Cancer et insuffisance cardiaque

Chez les patients qui guérissent de leur cancer, la première cause de mortalité est cardiovasculaire. D’abord parce que les maladies cardiovasculaires et le cancer partagent de nombreux facteurs de risque mais aussi parce que les traitements oncologiques eux-mêmes présentent une toxicité pour le cœur. La radiothérapie thoracique peut ainsi toucher les valves cardiaques. Par ailleurs, les nouvelles thérapies ciblées qui permettent de combattre certains cancers au stade métastatique ont souvent des effets délétères sur le cœur. "C’est pourquoi il existe aujourd’hui des consultations spécialisées d’onco-cardiologie qui permettent de suivre les patients traités pour un cancer", explique le Dr Pierre Troisfontaines.

La fraction d’éjection
L’insuffisance cardiaque est classée en trois catégories, qui permettent d’orienter le traitement. Ce classement se fait en fonction de la " fraction d’éjection ", qui désigne la force des ventricules et leur capacité à se vider à chaque battement de cœur.
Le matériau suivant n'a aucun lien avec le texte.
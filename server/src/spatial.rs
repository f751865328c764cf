//! Per-region point index
//!
//! A two-level table: region id to a point-keyed table. Each region has its own
//! lock, created lazily on first write, so activity in one region never
//! contends with another. Lookups in a region that was never written return
//! nothing and allocate nothing.

use shared::{Point, RegionId};
use std::collections::HashMap;
use std::sync::{Arc, PoisonError, RwLock};

type RegionTable<V> = Arc<RwLock<HashMap<Point, V>>>;

pub struct SpatialIndex<V> {
    regions: RwLock<HashMap<RegionId, RegionTable<V>>>,
}

impl<V: Clone> SpatialIndex<V> {
    pub fn new() -> Self {
        Self {
            regions: RwLock::new(HashMap::new()),
        }
    }

    /// Returns the region table if it exists, without creating it
    fn region(&self, region: RegionId) -> Option<RegionTable<V>> {
        self.regions
            .read()
            .unwrap_or_else(PoisonError::into_inner)
            .get(&region)
            .cloned()
    }

    /// Returns the region table, creating an empty one on first use
    fn region_or_create(&self, region: RegionId) -> RegionTable<V> {
        if let Some(table) = self.region(region) {
            return table;
        }

        let mut regions = self.regions.write().unwrap_or_else(PoisonError::into_inner);
        Arc::clone(regions.entry(region).or_default())
    }

    /// Stores `value` at `point`, replacing whatever was there
    pub fn add(&self, region: RegionId, point: Point, value: V) {
        let table = self.region_or_create(region);
        let mut table = table.write().unwrap_or_else(PoisonError::into_inner);
        table.insert(point, value);
    }

    /// Stores a whole batch under a single acquisition of the region lock
    ///
    /// Readers observe either none or all of the batch.
    pub fn add_batch<I>(&self, region: RegionId, entries: I)
    where
        I: IntoIterator<Item = (Point, V)>,
    {
        let table = self.region_or_create(region);
        let mut table = table.write().unwrap_or_else(PoisonError::into_inner);
        table.extend(entries);
    }

    /// Swaps in a freshly built table for `region` in one step
    ///
    /// Used for (re)loading a region: readers see the old contents or the new
    /// ones, never a cleared or half-filled region in between.
    pub fn replace_region<I>(&self, region: RegionId, entries: I)
    where
        I: IntoIterator<Item = (Point, V)>,
    {
        let table: HashMap<Point, V> = entries.into_iter().collect();
        let mut regions = self.regions.write().unwrap_or_else(PoisonError::into_inner);
        regions.insert(region, Arc::new(RwLock::new(table)));
    }

    pub fn get(&self, region: RegionId, point: Point) -> Option<V> {
        let table = self.region(region)?;
        let table = table.read().unwrap_or_else(PoisonError::into_inner);
        table.get(&point).cloned()
    }

    pub fn contains(&self, region: RegionId, point: Point) -> bool {
        match self.region(region) {
            Some(table) => table
                .read()
                .unwrap_or_else(PoisonError::into_inner)
                .contains_key(&point),
            None => false,
        }
    }

    /// Stores `value` at `point` only if nothing is there yet
    pub fn insert_if_vacant(&self, region: RegionId, point: Point, value: V) -> bool {
        let table = self.region_or_create(region);
        let mut table = table.write().unwrap_or_else(PoisonError::into_inner);
        if table.contains_key(&point) {
            return false;
        }
        table.insert(point, value);
        true
    }

    /// Removes one point and returns its value
    pub fn remove(&self, region: RegionId, point: Point) -> Option<V> {
        let table = self.region(region)?;
        let mut table = table.write().unwrap_or_else(PoisonError::into_inner);
        table.remove(&point)
    }

    /// Removes `point` only if it currently holds a value equal to `expected`
    pub fn remove_if_eq(&self, region: RegionId, point: Point, expected: &V) -> bool
    where
        V: PartialEq,
    {
        let Some(table) = self.region(region) else {
            return false;
        };
        let mut table = table.write().unwrap_or_else(PoisonError::into_inner);
        if table.get(&point) == Some(expected) {
            table.remove(&point);
            true
        } else {
            false
        }
    }

    /// Discards the whole region sub-table
    pub fn clear(&self, region: RegionId) -> bool {
        self.regions
            .write()
            .unwrap_or_else(PoisonError::into_inner)
            .remove(&region)
            .is_some()
    }

    /// Snapshot-then-iterate over one region; no lock is held while `f` runs
    pub fn for_each<F>(&self, region: RegionId, mut f: F)
    where
        F: FnMut(Point, &V),
    {
        let snapshot: Vec<(Point, V)> = match self.region(region) {
            Some(table) => table
                .read()
                .unwrap_or_else(PoisonError::into_inner)
                .iter()
                .map(|(point, value)| (*point, value.clone()))
                .collect(),
            None => return,
        };

        for (point, value) in snapshot {
            f(point, &value);
        }
    }

    /// Ids of every region that currently has a sub-table, in ascending order
    pub fn regions(&self) -> Vec<RegionId> {
        let mut ids: Vec<RegionId> = self
            .regions
            .read()
            .unwrap_or_else(PoisonError::into_inner)
            .keys()
            .copied()
            .collect();
        ids.sort_unstable();
        ids
    }

    pub fn has_region(&self, region: RegionId) -> bool {
        self.region(region).is_some()
    }

    pub fn region_len(&self, region: RegionId) -> usize {
        self.region(region)
            .map(|table| table.read().unwrap_or_else(PoisonError::into_inner).len())
            .unwrap_or(0)
    }
}

impl<V: Clone> Default for SpatialIndex<V> {
    fn default() -> Self {
        Self::new()
    }
}

#[cfg(test)]
mod tests {
    use super::*;
    use std::thread;

    fn row(y: i32, len: i32) -> Vec<(Point, ())> {
        (0..len).map(|x| (Point::new(x, y), ())).collect()
    }

    #[test]
    fn test_add_batch_then_contains() {
        let index = SpatialIndex::new();
        index.add_batch(1, row(0, 300));

        for x in 0..300 {
            assert!(index.contains(1, Point::new(x, 0)));
        }
        assert!(!index.contains(1, Point::new(300, 0)));
        assert!(!index.contains(1, Point::new(0, 1)));
        assert!(!index.contains(2, Point::new(0, 0)));
    }

    #[test]
    fn test_clear_removes_every_point() {
        let index = SpatialIndex::new();
        index.add_batch(4, row(2, 10));
        index.add(5, Point::new(0, 0), ());

        assert!(index.clear(4));
        for x in 0..10 {
            assert!(!index.contains(4, Point::new(x, 2)));
        }
        assert!(index.contains(5, Point::new(0, 0)));
        assert!(!index.clear(4));
    }

    #[test]
    fn test_reads_do_not_create_regions() {
        let index: SpatialIndex<u64> = SpatialIndex::new();
        index.add(1, Point::new(1, 1), 7);

        assert_eq!(index.get(9, Point::new(1, 1)), None);
        assert!(!index.contains(9, Point::new(1, 1)));
        assert_eq!(index.remove(9, Point::new(1, 1)), None);

        let mut visited = 0;
        index.for_each(9, |_, _| visited += 1);
        assert_eq!(visited, 0);

        assert_eq!(index.regions(), vec![1]);
    }

    #[test]
    fn test_point_holds_one_value() {
        let index = SpatialIndex::new();
        let p = Point::new(3, 3);
        index.add(0, p, "first");
        index.add(0, p, "second");

        assert_eq!(index.get(0, p), Some("second"));
        assert_eq!(index.region_len(0), 1);
    }

    #[test]
    fn test_remove_if_eq() {
        let index = SpatialIndex::new();
        let p = Point::new(0, 0);
        index.add(0, p, 11u64);

        assert!(!index.remove_if_eq(0, p, &12));
        assert!(index.contains(0, p));
        assert!(index.remove_if_eq(0, p, &11));
        assert!(!index.contains(0, p));
    }

    #[test]
    fn test_insert_if_vacant() {
        let index = SpatialIndex::new();
        let p = Point::new(3, 3);

        assert!(!index.has_region(2));
        assert!(index.insert_if_vacant(2, p, 1u64));
        assert!(!index.insert_if_vacant(2, p, 2u64));
        assert_eq!(index.get(2, p), Some(1));
        assert!(index.has_region(2));
    }

    #[test]
    fn test_replace_region_swaps_contents() {
        let index = SpatialIndex::new();
        index.add_batch(0, row(0, 5));
        index.replace_region(0, row(1, 3));

        assert!(!index.contains(0, Point::new(0, 0)));
        assert!(index.contains(0, Point::new(2, 1)));
        assert_eq!(index.region_len(0), 3);
    }

    #[test]
    fn test_for_each_allows_mutation() {
        let index = SpatialIndex::new();
        index.add_batch(3, row(0, 4));

        index.for_each(3, |point, _| {
            index.remove(3, point);
        });
        assert_eq!(index.region_len(3), 0);
    }

    #[test]
    fn test_readers_never_see_partial_batch() {
        let index = Arc::new(SpatialIndex::new());
        let batch = 500;

        let reader = {
            let index = Arc::clone(&index);
            thread::spawn(move || {
                for _ in 0..2_000 {
                    let len = index.region_len(7);
                    assert!(len == 0 || len == batch as usize, "saw {} points", len);
                }
            })
        };

        for _ in 0..20 {
            index.replace_region(7, row(0, batch));
            index.clear(7);
            index.add_batch(7, row(0, batch));
            index.clear(7);
        }

        reader.join().unwrap();
    }
}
Cette fraction d’éjection est mesurée grâce à l’échographie ou à la scintigraphie. Si la capacité de pompage est réduite, avec un volume d’éjection inférieur à 40 %, on parle d’insuffisance cardiaque avec fraction d’éjection réduite (ICFER). En revanche, si le principal problème concerne une relaxation anormale qui empêche la cavité de se remplir mais que le volume d’éjection est supérieur à 50 %, on parle d’insuffisance cardiaque avec fraction d’éjection préservée (ICFEP). Il existe également une insuffisance cardiaque avec fraction d’éjection modérément altérée : cette forme intermédiaire désigne la présence d’un volume d’éjection entre 40 et 49 % et s’observe souvent chez les patients dont la fraction d’éjection réduite a été améliorée grâce au traitement.